Ollama Multi-GPU Support: Official Behavior, Layer Split & Setup (2026)
How Ollama officially handles multiple GPUs: auto-detection, layer distribution, num_gpu parameter, CUDA_VISIBLE_DEVICES, and real 2× RTX 4090 / 2× RTX 3090 performance numbers for Llama 70B and Qwen 3.5.
If you already use Ollama to run local AI models, adding a second GPU is one of the best upgrades you can make. It doubles your available VRAM, unlocking 70B-class models that simply will not fit on a single consumer card — and the setup is remarkably simple. Ollama handles multi-GPU automatically.
This guide explains how Ollama's multi-GPU support works, what models become possible with two GPUs, and the handful of environment variables worth knowing about. Whether you have two RTX 4090s, a mixed pair, or are planning your first second-GPU purchase, here is everything you need to know.
Ollama + Multi-GPU: The Easiest Path
Ollama is the most popular tool for running large language models locally, and for good reason: it is simple. Download it, run ollama run llama3.1:8b, and you have a working local AI within minutes. No Docker containers, no Python environments, no configuration files.
The same simplicity extends to multi-GPU. Since Ollama v0.4, released in late 2024, it automatically detects every NVIDIA or AMD GPU in your system and distributes model layers across all of them. You do not configure anything. You do not pass flags. You just run your model, and Ollama figures out the rest.
Under the hood, Ollama uses llama.cpp's tensor splitting mechanism, which partitions model layers across available GPUs and handles the inter-GPU communication during inference. This is the same approach that powers more advanced multi-GPU tools — Ollama just does all the configuration for you automatically.
The result: if a 70B model requires 40GB of VRAM and you have two 24GB GPUs, Ollama sees 48GB of combined VRAM and loads the model. No extra steps required.

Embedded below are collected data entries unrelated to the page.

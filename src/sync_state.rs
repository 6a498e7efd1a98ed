//! The reading-list file doubles as the durable per-URL delivery state.
//!
//! ```text
//! https://example.com/article-1
//! https://example.com/article-2 - SENT
//! https://example.com/article-3 - FAILED
//! ```
//!
//! Records are addressed by their zero-based line index. Lines are only ever rewritten in
//! place, never inserted, removed, or reordered, so indices stay valid across repeated marks.
//! Only one writer is supported; there is no file locking.

use std::path::Path;

use anyhow::Context as _;

use crate::formats::{SyncRecord, SyncStatus};

#[derive(Debug, Clone, Copy, Default, PartialEq, Eq)]
pub struct SyncSummary {
    pub total: usize,
    pub pending: usize,
    pub sent: usize,
    pub failed: usize,
}

pub fn parse(path: &Path) -> anyhow::Result<Vec<SyncRecord>> {
    if !path.is_file() {
        anyhow::bail!("sync file not found: {}", path.display());
    }
    let contents = std::fs::read_to_string(path)
        .with_context(|| format!("read sync file: {}", path.display()))?;
    Ok(parse_str(&contents))
}

pub fn parse_str(contents: &str) -> Vec<SyncRecord> {
    contents
        .split('\n')
        .enumerate()
        .filter_map(|(line_number, raw_line)| {
            let (url, status) = parse_line(raw_line)?;
            Some(SyncRecord {
                url: url.to_owned(),
                status,
                line_number,
                raw_line: raw_line.to_owned(),
            })
        })
        .collect()
}

/// Bare URL and status of a line, or `None` for lines that are not URL records.
pub fn parse_line(line: &str) -> Option<(&str, SyncStatus)> {
    let trimmed = line.trim();
    if trimmed.is_empty() || !trimmed.starts_with("http") {
        return None;
    }
    Some(split_status(trimmed))
}

pub fn unprocessed(records: &[SyncRecord]) -> Vec<SyncRecord> {
    records
        .iter()
        .filter(|record| record.status.is_unprocessed())
        .cloned()
        .collect()
}

/// Rewrites line `line_number` as `"<url> - <STATUS>"`.
///
/// The file is re-read on every call. A line already marked `SENT` is never downgraded to
/// `FAILED`.
pub fn mark(path: &Path, line_number: usize, url: &str, status: SyncStatus) -> anyhow::Result<()> {
    let Some(suffix) = status.suffix() else {
        anyhow::bail!("cannot mark a sync record as {status}");
    };

    let contents = std::fs::read_to_string(path)
        .with_context(|| format!("read sync file: {}", path.display()))?;
    let mut lines = contents.split('\n').map(str::to_owned).collect::<Vec<_>>();

    let line_count = lines.len();
    let line = lines.get_mut(line_number).ok_or_else(|| {
        anyhow::anyhow!(
            "sync file line {line_number} out of range ({line_count} lines): {}",
            path.display()
        )
    })?;

    let bare_url = split_status(url.trim()).0;
    let (current_url, current_status) = parse_line(line).ok_or_else(|| {
        anyhow::anyhow!(
            "sync file line {line_number} is not a url record: {}",
            path.display()
        )
    })?;
    if current_url != bare_url {
        anyhow::bail!(
            "sync file line {line_number} holds {current_url}, expected {bare_url}: {}",
            path.display()
        );
    }
    if current_status == SyncStatus::Sent && status == SyncStatus::Failed {
        tracing::warn!(url = %bare_url, line = line_number, "refusing to downgrade SENT record");
        return Ok(());
    }

    let carriage_return = if line.ends_with('\r') { "\r" } else { "" };
    *line = format!("{bare_url}{suffix}{carriage_return}");

    write_atomic(path, &lines.join("\n"))?;
    tracing::debug!(url = %bare_url, line = line_number, %status, "marked sync record");
    Ok(())
}

pub fn summarize(records: &[SyncRecord]) -> SyncSummary {
    let mut summary = SyncSummary {
        total: records.len(),
        ..SyncSummary::default()
    };
    for record in records {
        match record.status {
            SyncStatus::Pending => summary.pending += 1,
            SyncStatus::Sent => summary.sent += 1,
            SyncStatus::Failed => summary.failed += 1,
        }
    }
    summary
}

fn split_status(trimmed: &str) -> (&str, SyncStatus) {
    if let Some(url) = trimmed.strip_suffix(SyncStatus::SENT_SUFFIX) {
        return (url.trim_end(), SyncStatus::Sent);
    }
    if let Some(url) = trimmed.strip_suffix(SyncStatus::FAILED_SUFFIX) {
        return (url.trim_end(), SyncStatus::Failed);
    }
    (trimmed, SyncStatus::Pending)
}

fn write_atomic(path: &Path, contents: &str) -> anyhow::Result<()> {
    let tmp_path = path.with_extension(format!("tmp.{}", uuid::Uuid::new_v4().simple()));
    std::fs::write(&tmp_path, contents)
        .with_context(|| format!("write tmp: {}", tmp_path.display()))?;
    std::fs::rename(&tmp_path, path)
        .with_context(|| format!("rename tmp to sync file: {}", path.display()))?;
    Ok(())
}
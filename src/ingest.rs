use std::path::{Path, PathBuf};
use std::sync::Arc;

use anyhow::Context as _;

use crate::batch;
use crate::extract::PageExtractor;
use crate::formats::{
    ExtractedArticle, ExtractionOutcome, InputKind, InputRequest, ProcessedRequest,
};
use crate::sync_state;

/// Resolves each classified input into articles or a forwarded document. A failing
/// request is recorded as [`ExtractionOutcome::Failed`] and never stops the others.
pub async fn process_requests<E>(
    extractor: Arc<E>,
    requests: Vec<InputRequest>,
) -> Vec<ProcessedRequest>
where
    E: PageExtractor + ?Sized + 'static,
{
    let mut processed = Vec::with_capacity(requests.len());
    for request in requests {
        let outcome = match request.kind {
            InputKind::Url => {
                let urls = vec![request.input.clone()];
                articles_or_failure(batch::extract_many(Arc::clone(&extractor), &urls).await, 1)
            }
            InputKind::UrlFile => match read_url_list(Path::new(&request.input)) {
                Ok(urls) => articles_or_failure(
                    batch::extract_many(Arc::clone(&extractor), &urls).await,
                    urls.len(),
                ),
                Err(err) => {
                    tracing::warn!(input = %request.input, error = %format!("{err:#}"), "cannot read url list");
                    ExtractionOutcome::Failed(format!("{err:#}"))
                }
            },
            InputKind::LocalDocument => ExtractionOutcome::Document(PathBuf::from(&request.input)),
        };
        processed.push(ProcessedRequest { request, outcome });
    }
    processed
}

/// Bare URLs listed in a file, with any sync status suffix removed.
pub fn read_url_list(path: &Path) -> anyhow::Result<Vec<String>> {
    let contents = std::fs::read_to_string(path)
        .with_context(|| format!("read url list: {}", path.display()))?;
    Ok(contents
        .lines()
        .filter_map(sync_state::parse_line)
        .map(|(url, _)| url.to_owned())
        .collect())
}

fn articles_or_failure(
    articles: Vec<ExtractedArticle>,
    attempted: usize,
) -> ExtractionOutcome {
    if articles.is_empty() {
        ExtractionOutcome::Failed(format!("no readable content from {attempted} url(s)"))
    } else {
        ExtractionOutcome::Articles(articles)
    }
}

How Ollama Uses Multiple GPUs
When Ollama starts up, it enumerates all available GPUs using CUDA (for NVIDIA) or ROCm (for AMD). It then makes allocation decisions based on each GPU's available VRAM.
Here is what happens when you run a large model:
- GPU detection: Ollama scans for all NVIDIA and AMD GPUs via their respective runtime APIs. All detected GPUs are candidates for use.
- Layer distribution: The model's transformer layers are split across the available GPUs. Ollama uses llama.cpp's
--tensor-splitmechanism internally, proportionally weighted by each GPU's VRAM capacity. - Forward pass: During inference, each GPU processes its assigned layers. When the computation moves between GPUs (layer boundaries), intermediate activations are transferred via PCIe. This inter-GPU communication is the main source of overhead compared to a single large GPU.
- Mixed GPU support: If your GPUs have different VRAM amounts (say, a 24GB card and a 16GB card), Ollama weights the layer split accordingly — roughly 60% to the larger card and 40% to the smaller one.
The key limitation is PCIe bandwidth. Consumer GPUs communicate over PCIe rather than NVLink, and PCIe provides roughly 14x less bandwidth than NVLink 4.0. This is why the multi-GPU inference guide cites a 0.75x scaling factor for PCIe setups: you capture about 75% of the theoretical 2x throughput, not the full double. But that still represents a massive improvement over running models partially on CPU, which Ollama falls back to when VRAM is insufficient.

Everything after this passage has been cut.